Another test is asking those who are familiar with the actual, real-life
vagaries, deficiencies and potential pratfalls of fielded EHR systems to
pretend that they had some highly confidential medical condition or
medical history, for which loss of privacy would be devastating, and
then ask them to say truthfully if they would be prepared to entrust
that medical record to the EHR system in question, using their real
identity. Good candidates are senior IT people whose colleagues or
employees are sysadmins or dbadmins of that EHR, system analysts, and
security experts. Such a test needs to be carried out with an assurance
of confidentiality so that participants feel free to fess up that things
might not be a absolutely foolproof and watertight as everyone likes to
think. I haven't devised a suitable punishment for those who say 'yes, I
trust the system enough to have my highly confidential, potentially
devastating medical history recorded in it under my identity'...

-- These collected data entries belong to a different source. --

//! # Graph Store Trait
//!
//! This is THE contract between the normalizer and any storage engine.
//! Every operation the import pipeline needs on the name/usage graph is
//! defined here.
//!
//! ## Implementations
//!
//! | Store | Module | Description |
//! |-------|--------|-------------|
//! | `MemoryStore` | `memory` | Arena maps with integer ids, optional on-disk snapshot |
//!
//! ## Consistency model
//!
//! - One `ReadWrite` transaction at a time; `ReadOnly` transactions may overlap it.
//! - Node ids are assigned at creation. Source-ID index entries are staged
//!   until [`GraphStore::sync`]; `usage_by_id` / `name_by_id` only see synced ids.
//! - [`process`] scans nodes and commits every `batch_size` visits.

pub mod memory;

use std::collections::BTreeMap;
use std::path::PathBuf;

use async_trait::async_trait;
use serde::{Deserialize, Serialize};
use tracing::debug;

use crate::index::IndexType;
use crate::model::*;
use crate::tx::{CancelFlag, Transaction, TxMode};
use crate::{Error, Result};

pub use memory::MemoryStore;

// ============================================================================
// Store Configuration
// ============================================================================

/// Where a store keeps its data.
#[derive(Debug, Clone, Default, PartialEq, Eq, Serialize, Deserialize)]
#[serde(tag = "kind", rename_all = "snake_case")]
pub enum StoreConfig {
    /// In-memory only
    #[default]
    Memory,

    /// In-memory with a JSON snapshot written to `data_dir` on sync and shutdown
    Persistent { data_dir: PathBuf },
}

// ============================================================================
// Graph records
// ============================================================================

/// Raw identifiers a row referenced, resolved once every row is inserted.
#[derive(Debug, Clone, Default, PartialEq, Eq, Serialize, Deserialize)]
pub struct DeferredRefs {
    pub parent_id: Option<String>,
    /// Accepted usage ids of a synonym; more than one for pro parte synonyms.
    pub accepted_ids: Vec<String>,
    pub basionym_id: Option<String>,
}

impl DeferredRefs {
    pub fn is_empty(&self) -> bool {
        self.parent_id.is_none() && self.accepted_ids.is_empty() && self.basionym_id.is_none()
    }
}

/// A usage node together with its name node.
#[derive(Debug, Clone, Default, PartialEq, Serialize, Deserialize)]
pub struct NeoUsage {
    pub node: NodeId,
    pub name_node: NodeId,
    pub usage: Usage,
    pub refs: DeferredRefs,
    pub classification: Classification,
}

impl NeoUsage {
    pub fn new(usage: Usage) -> Self {
        Self { usage, ..Default::default() }
    }

    pub fn with_refs(mut self, refs: DeferredRefs) -> Self {
        self.refs = refs;
        self
    }

    pub fn with_classification(mut self, classification: Classification) -> Self {
        self.classification = classification;
        self
    }

    pub fn name(&self) -> &Name {
        &self.usage.name
    }

    pub fn is_synonym(&self) -> bool {
        self.usage.is_synonym()
    }

    pub fn verbatim_key(&self) -> Option<VerbatimKey> {
        self.usage.verbatim_key.or(self.usage.name.verbatim_key)
    }
}

/// A name node.
#[derive(Debug, Clone, Default, PartialEq, Serialize, Deserialize)]
pub struct NeoName {
    pub node: NodeId,
    pub name: Name,
}

/// Node selection for scans.
#[derive(Debug, Clone, Copy, PartialEq, Eq, Hash, Serialize, Deserialize)]
pub enum NodeFilter {
    /// Every usage node.
    Usages,
    /// Usages with an accepted or provisional status.
    Taxa,
    /// Usages with a synonym status.
    Synonyms,
    /// Taxa without an incoming `PARENT_OF`.
    Roots,
    /// Every name node.
    Names,
    /// Names no usage points to.
    BareNames,
}
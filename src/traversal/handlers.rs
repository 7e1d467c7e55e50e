//! Reusable walk handlers.

use std::collections::BTreeMap;

use hashbrown::HashSet;

use super::{StartEndHandler, WalkNode};
use crate::model::{NodeId, Rank};
use crate::{Error, Result};

/// Counts what a walk reaches and checks that starts and ends nest.
#[derive(Debug, Default)]
pub struct CountingHandler {
    taxa: HashSet<NodeId>,
    synonyms: HashSet<NodeId>,
    /// Synonym visits, counting pro parte synonyms once per accepted target.
    pub synonym_visits: u64,
    pub ranks: BTreeMap<Rank, u64>,
    pub max_depth: usize,
    open: Vec<NodeId>,
}

impl CountingHandler {
    pub fn new() -> Self {
        Self::default()
    }

    /// Distinct accepted usages reached.
    pub fn taxa(&self) -> u64 {
        self.taxa.len() as u64
    }

    /// Distinct synonyms reached.
    pub fn synonyms(&self) -> u64 {
        self.synonyms.len() as u64
    }

    pub fn reached(&self, node: NodeId) -> bool {
        self.taxa.contains(&node) || self.synonyms.contains(&node)
    }

    /// Nodes started but not ended yet.
    pub fn open(&self) -> usize {
        self.open.len()
    }
}

impl StartEndHandler for CountingHandler {
    fn start(&mut self, node: &WalkNode) -> Result<()> {
        if node.is_synonym() {
            self.synonyms.insert(node.node);
            self.synonym_visits += 1;
        } else if self.taxa.insert(node.node) {
            *self.ranks.entry(node.usage.name().rank).or_insert(0) += 1;
        }
        self.max_depth = self.max_depth.max(node.depth);
        self.open.push(node.node);
        Ok(())
    }

    fn end(&mut self, node: &WalkNode) -> Result<()> {
        match self.open.pop() {
            Some(top) if top == node.node => Ok(()),
            top => Err(Error::Handler(format!("end({}) does not match open node {:?}", node.node, top))),
        }
    }
}
//! Sowing and capture.
//!
//! A move empties one of the mover's houses and drops its seeds one at a time
//! into the following pits, wrapping past index 13 back to index 0 and
//! skipping the opponent's store. Where the last seed lands decides whether
//! the mover goes again, captures, or hands over the turn.

use tracing::{debug, instrument, trace};

use crate::board::{Board, House, Side, PIT_COUNT};

/// What a single sow did to the board.
#[derive(Debug, Clone, Copy, PartialEq, Eq)]
pub enum SowKind {
    /// The selected house was empty; nothing moved.
    Rejected,
    /// The last seed landed in the mover's own store.
    ExtraTurn,
    /// The last seed landed in an empty own house facing a non-empty one.
    Capture { seeds: u32 },
    /// Any other landing.
    Pass,
}

/// Result of [`Board::sow`].
#[derive(Debug, Clone, Copy, PartialEq, Eq)]
pub struct Sow {
    /// Side due to move next.
    pub next: Side,
    pub kind: SowKind,
    /// Index that received the last seed, or the start index when nothing was sown.
    pub last: usize,
}

/// Index that follows `index` when `mover` is sowing.
#[inline]
pub(crate) fn next_index(index: usize, mover: Side) -> usize {
    let mut next = (index + 1) % PIT_COUNT;
    if next == mover.opponent().store_index() {
        next = (next + 1) % PIT_COUNT;
    }
    next
}

impl Board {
    /// Empties the pit at `start` and drops its seeds into the following pits
    /// on behalf of `mover`. Returns the index that received the last seed,
    /// or `start` if the pit held nothing.
    ///
    /// No capture or turn logic is applied here.
    pub fn distribute(&mut self, start: usize, mover: Side) -> usize {
        let seeds = self.seeds(start);
        self.pit_mut(start).empty();
        let mut index = start;
        for _ in 0..seeds {
            index = next_index(index, mover);
            self.pit_mut(index).add_seeds(1);
        }
        index
    }

    /// Plays `house` for `mover` and returns the side due to move next.
    ///
    /// An empty house is rejected without touching the board unless
    /// `end_phase` is set, in which case the (empty) sow is carried out.
    #[instrument(level = "debug", skip(self), fields(house = house.number()))]
    pub fn sow(&mut self, mover: Side, end_phase: bool, house: House) -> Sow {
        let start = house.index_for(mover);
        if self.seeds(start) == 0 && !end_phase {
            debug!(start, "house is empty, move rejected");
            return Sow {
                next: mover,
                kind: SowKind::Rejected,
                last: start,
            };
        }

        let last = self.distribute(start, mover);
        trace!(last, counts = ?self.counts(), "seeds distributed");

        if last == mover.store_index() {
            debug!(last, "extra turn");
            return Sow {
                next: mover,
                kind: SowKind::ExtraTurn,
                last,
            };
        }

        if mover.owns_house(last) && self.seeds(last) == 1 {
            if let Some(opposite) = Board::opposite(last) {
                if self.seeds(opposite) != 0 {
                    let landed = self.pit_mut(last).capture();
                    let taken = self.pit_mut(opposite).capture();
                    let seeds = landed + taken;
                    self.pit_mut(mover.store_index()).add_seeds(seeds);
                    debug!(last, opposite, seeds, "capture");
                    return Sow {
                        next: mover.opponent(),
                        kind: SowKind::Capture { seeds },
                        last,
                    };
                }
            }
        }

        Sow {
            next: mover.opponent(),
            kind: SowKind::Pass,
            last,
        }
    }
}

> I have argued before that the current paradigm of standards development 
> (of technical / information standards) is broken at the core anyway. 
> Here's why:
> 
> - the SDOs in IT/technical areas are in the business of producing 
> technical specifications - what software engineers would call 
> "requirements", "analysis models", and other such things.
> 
> - however, these things are not developed by any recognised software 
> engineering methodology, and often without any discipline whatsoever. 
> Instead they are developed by ad hoc argumentation in conference rooms, 
> by whoever happens to turn up, with whatever skills (often many skills, 
> but few relevant ones). Sometimes whoever shouts the loudest wins.
> 
> - the current results of many technical standards definition efforts are 
> often arbitrary, contain bad modelling, and do not have proper 
> statements of the problem or rigourously developed technical artifacts.
> 
> - the problem does not stop there. As people in software development 
> know, the best to test a design is o try to build it. Modern developers 
> understand the idea of "living documenation" - the docuemntation is 
> never finished, and is always under modification due to feedback from 
> implementation and actual use. That's why systems get rebuilt 2 or 3 
> times before they are really good. This doesn't happen with standards. 
> They are published as static documents, and the available feedback 
> processes are so slow as to be nearly useless. Many standards processes 
> continue as talk/documentation fests for years before anyone seriously 
> tries to validate the models or designs. Professor David Ingram (UCL, 
> the inventor of the term "openEHR") has a mantra: "implementation, 
> implementation, implementation". He says this not because he is obsessed 
> with programming but because of the crucial value of feedback processes 
> in validating and improving specifications.
> 
> - conclusion: any standards development process that is not a "live" 
> process with impleemntation and use and feedback loops, is not worthwhile.

Hear, hear! What a great summary of everything that is wrong with
standards development. Can you publish that as a short essay on your Web
site, or can I quote it with attribution elsewhere? Prototype, pilot,
refactor, pilot again, start again, prototype, test, etc. No standard
should be accepted unless its developers can admit that the first three
versions turned out to be wrong when tested in real-life situations.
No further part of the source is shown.